**RECORDS FOR THIS TASK**

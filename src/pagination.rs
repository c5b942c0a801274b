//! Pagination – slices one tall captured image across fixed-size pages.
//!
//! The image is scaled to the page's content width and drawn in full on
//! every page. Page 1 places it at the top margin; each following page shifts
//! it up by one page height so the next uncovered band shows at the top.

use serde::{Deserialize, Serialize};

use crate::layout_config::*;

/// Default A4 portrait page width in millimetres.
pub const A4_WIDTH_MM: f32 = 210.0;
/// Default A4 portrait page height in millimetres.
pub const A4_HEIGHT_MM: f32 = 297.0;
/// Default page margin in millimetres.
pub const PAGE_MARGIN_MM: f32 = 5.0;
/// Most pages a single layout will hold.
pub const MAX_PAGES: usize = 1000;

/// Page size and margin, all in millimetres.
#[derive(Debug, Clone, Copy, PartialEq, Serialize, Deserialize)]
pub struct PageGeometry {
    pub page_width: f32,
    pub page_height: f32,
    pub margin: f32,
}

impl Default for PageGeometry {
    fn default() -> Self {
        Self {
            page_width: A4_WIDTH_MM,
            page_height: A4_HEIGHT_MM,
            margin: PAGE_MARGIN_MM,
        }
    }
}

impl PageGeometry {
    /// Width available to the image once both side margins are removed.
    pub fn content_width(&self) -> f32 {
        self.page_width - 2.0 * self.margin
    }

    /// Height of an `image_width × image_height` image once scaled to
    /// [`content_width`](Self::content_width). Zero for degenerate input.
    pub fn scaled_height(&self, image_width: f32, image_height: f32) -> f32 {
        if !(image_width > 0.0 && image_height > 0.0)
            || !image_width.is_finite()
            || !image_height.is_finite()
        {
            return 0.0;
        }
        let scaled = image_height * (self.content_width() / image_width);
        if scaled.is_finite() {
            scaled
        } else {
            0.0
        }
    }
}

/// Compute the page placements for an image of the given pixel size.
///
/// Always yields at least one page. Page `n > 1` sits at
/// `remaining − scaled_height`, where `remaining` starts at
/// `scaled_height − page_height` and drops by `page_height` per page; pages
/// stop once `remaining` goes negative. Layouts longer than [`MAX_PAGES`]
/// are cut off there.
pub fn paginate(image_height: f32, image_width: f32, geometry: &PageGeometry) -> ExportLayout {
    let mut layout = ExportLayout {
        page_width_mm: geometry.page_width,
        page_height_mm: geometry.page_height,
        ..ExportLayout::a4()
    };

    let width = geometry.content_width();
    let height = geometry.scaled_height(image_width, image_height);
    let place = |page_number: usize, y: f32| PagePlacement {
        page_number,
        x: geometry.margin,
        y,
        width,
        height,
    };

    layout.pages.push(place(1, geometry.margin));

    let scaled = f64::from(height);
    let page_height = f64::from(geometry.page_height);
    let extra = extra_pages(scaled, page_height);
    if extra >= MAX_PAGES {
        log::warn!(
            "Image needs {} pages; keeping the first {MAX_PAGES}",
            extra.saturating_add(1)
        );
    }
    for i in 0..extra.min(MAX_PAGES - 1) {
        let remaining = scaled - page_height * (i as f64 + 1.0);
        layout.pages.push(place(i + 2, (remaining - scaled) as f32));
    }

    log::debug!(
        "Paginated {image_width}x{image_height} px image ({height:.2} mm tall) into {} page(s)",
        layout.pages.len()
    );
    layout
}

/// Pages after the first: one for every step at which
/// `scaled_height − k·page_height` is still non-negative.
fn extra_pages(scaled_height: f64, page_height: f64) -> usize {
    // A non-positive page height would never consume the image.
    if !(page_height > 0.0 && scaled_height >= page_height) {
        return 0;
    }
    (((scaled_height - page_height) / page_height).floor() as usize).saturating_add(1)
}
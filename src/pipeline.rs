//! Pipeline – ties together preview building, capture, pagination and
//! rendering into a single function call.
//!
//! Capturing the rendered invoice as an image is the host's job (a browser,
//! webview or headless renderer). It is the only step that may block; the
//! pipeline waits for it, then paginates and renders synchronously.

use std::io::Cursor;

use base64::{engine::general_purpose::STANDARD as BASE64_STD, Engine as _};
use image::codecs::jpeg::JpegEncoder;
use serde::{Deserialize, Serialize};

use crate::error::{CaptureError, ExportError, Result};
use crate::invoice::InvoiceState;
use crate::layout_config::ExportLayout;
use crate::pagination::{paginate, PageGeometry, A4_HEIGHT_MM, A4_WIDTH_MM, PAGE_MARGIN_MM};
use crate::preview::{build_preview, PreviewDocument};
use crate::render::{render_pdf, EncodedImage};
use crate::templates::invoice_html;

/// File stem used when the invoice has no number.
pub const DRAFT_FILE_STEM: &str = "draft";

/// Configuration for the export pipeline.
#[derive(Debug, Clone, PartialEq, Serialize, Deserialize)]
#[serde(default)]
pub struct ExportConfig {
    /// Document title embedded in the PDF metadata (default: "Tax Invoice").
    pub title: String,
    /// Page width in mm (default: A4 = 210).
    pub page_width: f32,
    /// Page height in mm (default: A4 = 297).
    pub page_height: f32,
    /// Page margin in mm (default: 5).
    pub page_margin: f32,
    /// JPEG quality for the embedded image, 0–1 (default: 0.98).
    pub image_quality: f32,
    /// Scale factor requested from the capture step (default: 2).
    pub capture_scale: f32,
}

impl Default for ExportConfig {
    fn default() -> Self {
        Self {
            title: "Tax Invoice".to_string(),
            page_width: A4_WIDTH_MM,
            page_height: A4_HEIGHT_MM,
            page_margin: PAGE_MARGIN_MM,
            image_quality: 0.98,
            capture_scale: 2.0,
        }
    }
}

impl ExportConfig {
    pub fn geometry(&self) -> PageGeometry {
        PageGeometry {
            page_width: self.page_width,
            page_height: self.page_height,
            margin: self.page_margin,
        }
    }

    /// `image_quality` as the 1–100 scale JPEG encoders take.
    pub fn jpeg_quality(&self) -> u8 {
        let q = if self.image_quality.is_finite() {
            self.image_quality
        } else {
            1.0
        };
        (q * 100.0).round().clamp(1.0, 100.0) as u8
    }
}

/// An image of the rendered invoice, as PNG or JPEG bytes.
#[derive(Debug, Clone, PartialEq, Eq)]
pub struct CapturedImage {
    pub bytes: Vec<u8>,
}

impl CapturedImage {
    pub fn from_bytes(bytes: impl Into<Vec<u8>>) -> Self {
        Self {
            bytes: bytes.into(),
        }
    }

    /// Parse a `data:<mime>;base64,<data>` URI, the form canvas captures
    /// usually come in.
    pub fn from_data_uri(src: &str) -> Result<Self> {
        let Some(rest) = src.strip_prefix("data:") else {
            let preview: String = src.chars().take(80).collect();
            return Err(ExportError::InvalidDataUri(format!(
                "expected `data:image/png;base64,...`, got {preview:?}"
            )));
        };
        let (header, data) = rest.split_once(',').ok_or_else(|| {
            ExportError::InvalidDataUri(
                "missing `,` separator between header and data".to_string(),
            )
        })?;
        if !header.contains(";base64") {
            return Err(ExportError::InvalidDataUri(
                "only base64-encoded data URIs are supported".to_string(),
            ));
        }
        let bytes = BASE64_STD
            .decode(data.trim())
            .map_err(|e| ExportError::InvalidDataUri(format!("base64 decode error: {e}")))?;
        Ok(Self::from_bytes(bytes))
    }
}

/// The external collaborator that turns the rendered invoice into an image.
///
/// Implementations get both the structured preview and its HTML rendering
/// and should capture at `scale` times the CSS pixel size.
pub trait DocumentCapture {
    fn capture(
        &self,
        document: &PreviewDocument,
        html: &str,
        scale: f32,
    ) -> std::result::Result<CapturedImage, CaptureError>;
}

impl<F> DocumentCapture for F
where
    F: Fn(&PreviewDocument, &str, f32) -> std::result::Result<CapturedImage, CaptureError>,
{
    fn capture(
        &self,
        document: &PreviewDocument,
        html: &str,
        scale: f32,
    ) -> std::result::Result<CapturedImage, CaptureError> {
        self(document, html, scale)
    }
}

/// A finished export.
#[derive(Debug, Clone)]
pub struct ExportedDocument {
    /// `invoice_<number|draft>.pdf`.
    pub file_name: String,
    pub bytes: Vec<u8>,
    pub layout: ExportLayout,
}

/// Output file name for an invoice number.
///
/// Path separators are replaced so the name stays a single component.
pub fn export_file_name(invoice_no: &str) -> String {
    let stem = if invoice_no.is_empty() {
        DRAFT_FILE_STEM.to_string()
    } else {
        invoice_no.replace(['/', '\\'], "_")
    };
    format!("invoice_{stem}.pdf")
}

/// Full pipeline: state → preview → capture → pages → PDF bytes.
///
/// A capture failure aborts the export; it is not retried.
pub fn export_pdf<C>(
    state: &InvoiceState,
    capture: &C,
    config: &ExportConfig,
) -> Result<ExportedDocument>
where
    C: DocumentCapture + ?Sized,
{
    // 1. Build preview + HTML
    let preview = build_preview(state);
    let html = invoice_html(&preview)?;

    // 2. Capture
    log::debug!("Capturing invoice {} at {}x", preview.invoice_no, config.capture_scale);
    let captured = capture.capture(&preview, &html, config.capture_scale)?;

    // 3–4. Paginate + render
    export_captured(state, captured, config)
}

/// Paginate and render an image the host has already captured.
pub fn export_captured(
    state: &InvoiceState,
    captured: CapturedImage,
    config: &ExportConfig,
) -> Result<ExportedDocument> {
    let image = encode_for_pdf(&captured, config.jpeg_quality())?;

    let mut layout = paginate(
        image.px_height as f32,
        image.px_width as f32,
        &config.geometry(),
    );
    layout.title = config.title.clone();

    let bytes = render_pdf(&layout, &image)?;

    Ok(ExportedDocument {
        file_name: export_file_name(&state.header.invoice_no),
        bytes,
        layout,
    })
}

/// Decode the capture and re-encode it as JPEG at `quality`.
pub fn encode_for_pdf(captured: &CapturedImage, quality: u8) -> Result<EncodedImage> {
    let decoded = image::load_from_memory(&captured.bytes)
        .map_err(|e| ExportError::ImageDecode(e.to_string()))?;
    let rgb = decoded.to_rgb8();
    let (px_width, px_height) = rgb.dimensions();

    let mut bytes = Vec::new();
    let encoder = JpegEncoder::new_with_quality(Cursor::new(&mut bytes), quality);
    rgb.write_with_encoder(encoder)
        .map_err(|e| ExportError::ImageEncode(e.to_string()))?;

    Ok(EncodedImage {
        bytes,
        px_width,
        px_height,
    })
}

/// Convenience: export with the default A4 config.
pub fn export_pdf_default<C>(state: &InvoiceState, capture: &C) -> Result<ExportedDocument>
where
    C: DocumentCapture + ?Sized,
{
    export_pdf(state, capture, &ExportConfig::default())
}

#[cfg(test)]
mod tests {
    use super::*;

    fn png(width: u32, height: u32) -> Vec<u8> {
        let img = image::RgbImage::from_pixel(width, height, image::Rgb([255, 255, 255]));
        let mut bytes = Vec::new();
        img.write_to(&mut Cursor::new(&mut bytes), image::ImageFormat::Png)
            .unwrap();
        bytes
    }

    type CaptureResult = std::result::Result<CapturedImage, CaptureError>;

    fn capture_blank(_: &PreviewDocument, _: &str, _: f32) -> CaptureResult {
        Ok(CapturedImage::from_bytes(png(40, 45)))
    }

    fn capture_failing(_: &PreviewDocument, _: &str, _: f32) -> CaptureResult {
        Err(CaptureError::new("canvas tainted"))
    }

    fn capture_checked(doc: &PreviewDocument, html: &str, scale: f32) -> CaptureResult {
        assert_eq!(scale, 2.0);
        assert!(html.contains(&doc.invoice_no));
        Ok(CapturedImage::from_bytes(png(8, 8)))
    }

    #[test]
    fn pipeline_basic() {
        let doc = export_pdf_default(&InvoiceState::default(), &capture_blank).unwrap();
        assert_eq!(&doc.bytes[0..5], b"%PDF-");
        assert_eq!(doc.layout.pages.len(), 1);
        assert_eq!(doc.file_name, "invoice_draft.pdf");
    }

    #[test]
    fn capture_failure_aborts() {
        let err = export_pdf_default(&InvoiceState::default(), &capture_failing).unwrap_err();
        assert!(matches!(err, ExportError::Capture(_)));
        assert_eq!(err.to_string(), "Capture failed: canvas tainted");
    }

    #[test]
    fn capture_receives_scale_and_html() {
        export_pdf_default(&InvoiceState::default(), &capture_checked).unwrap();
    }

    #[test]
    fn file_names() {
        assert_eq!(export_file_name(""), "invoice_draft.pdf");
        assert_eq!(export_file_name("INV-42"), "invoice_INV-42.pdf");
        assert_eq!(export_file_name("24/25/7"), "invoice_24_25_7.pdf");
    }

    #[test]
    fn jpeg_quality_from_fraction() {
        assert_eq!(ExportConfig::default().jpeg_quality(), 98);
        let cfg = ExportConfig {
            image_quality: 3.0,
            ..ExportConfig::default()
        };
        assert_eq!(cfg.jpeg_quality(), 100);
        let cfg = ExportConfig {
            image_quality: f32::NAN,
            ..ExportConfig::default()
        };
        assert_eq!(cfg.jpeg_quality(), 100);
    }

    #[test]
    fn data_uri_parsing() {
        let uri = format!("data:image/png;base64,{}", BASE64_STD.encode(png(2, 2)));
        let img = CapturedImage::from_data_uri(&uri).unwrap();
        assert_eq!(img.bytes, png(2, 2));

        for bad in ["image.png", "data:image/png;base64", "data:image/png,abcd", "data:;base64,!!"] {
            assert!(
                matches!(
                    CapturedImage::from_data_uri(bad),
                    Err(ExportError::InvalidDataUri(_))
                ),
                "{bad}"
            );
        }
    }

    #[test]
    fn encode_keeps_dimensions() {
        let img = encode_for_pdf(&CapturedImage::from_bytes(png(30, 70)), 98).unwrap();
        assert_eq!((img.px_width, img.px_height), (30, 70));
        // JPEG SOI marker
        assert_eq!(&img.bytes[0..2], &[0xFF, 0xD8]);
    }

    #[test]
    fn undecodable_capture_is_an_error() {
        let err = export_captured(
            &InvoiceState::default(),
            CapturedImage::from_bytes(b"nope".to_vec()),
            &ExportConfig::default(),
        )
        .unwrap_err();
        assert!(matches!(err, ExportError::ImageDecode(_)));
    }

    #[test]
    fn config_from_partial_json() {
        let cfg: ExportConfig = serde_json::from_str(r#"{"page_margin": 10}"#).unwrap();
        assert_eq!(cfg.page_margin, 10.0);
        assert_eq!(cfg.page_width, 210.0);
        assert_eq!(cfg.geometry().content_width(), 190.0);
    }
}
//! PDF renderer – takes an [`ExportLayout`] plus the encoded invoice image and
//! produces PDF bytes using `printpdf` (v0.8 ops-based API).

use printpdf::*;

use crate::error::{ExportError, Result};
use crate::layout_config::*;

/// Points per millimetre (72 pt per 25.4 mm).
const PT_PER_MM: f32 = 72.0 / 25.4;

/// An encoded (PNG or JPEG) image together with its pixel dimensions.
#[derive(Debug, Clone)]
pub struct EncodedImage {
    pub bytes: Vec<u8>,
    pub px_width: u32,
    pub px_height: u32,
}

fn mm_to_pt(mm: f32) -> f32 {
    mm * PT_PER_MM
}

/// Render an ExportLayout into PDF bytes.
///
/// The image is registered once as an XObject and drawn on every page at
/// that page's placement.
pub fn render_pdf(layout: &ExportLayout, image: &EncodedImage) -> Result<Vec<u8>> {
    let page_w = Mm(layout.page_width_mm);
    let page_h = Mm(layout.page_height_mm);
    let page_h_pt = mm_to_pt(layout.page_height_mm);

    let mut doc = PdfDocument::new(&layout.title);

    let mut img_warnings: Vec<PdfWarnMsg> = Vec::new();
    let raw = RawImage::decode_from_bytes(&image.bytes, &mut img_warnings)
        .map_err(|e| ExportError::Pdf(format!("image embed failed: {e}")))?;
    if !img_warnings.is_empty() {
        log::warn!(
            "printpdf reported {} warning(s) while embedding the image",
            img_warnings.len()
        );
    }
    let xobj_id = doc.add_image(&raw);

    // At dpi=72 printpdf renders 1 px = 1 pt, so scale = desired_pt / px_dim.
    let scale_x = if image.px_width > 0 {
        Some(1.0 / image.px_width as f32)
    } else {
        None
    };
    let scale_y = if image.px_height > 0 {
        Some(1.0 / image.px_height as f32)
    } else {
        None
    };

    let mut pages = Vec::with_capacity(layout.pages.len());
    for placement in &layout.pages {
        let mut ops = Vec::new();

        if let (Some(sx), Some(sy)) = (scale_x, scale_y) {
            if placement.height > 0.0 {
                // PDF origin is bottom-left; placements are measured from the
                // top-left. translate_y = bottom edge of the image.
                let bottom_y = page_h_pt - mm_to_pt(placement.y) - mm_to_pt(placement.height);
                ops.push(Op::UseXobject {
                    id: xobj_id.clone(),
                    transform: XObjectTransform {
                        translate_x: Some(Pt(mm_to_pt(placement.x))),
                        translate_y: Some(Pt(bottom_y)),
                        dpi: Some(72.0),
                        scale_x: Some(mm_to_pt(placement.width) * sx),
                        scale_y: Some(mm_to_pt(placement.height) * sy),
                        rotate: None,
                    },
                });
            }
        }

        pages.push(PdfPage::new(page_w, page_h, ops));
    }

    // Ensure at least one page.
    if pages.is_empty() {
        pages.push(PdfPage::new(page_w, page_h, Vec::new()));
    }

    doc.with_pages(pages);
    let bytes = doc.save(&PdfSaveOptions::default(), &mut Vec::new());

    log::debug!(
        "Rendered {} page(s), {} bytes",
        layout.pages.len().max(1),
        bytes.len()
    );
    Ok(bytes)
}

**WHAT YOU SHOULD DO**
From the records above, pick out and copy each line holding the word "PartialEq".

**REPLY**
#[derive(Debug, Clone, Copy, PartialEq, Serialize, Deserialize)]
#[derive(Debug, Clone, PartialEq, Serialize, Deserialize)]
#[derive(Debug, Clone, PartialEq, Eq)]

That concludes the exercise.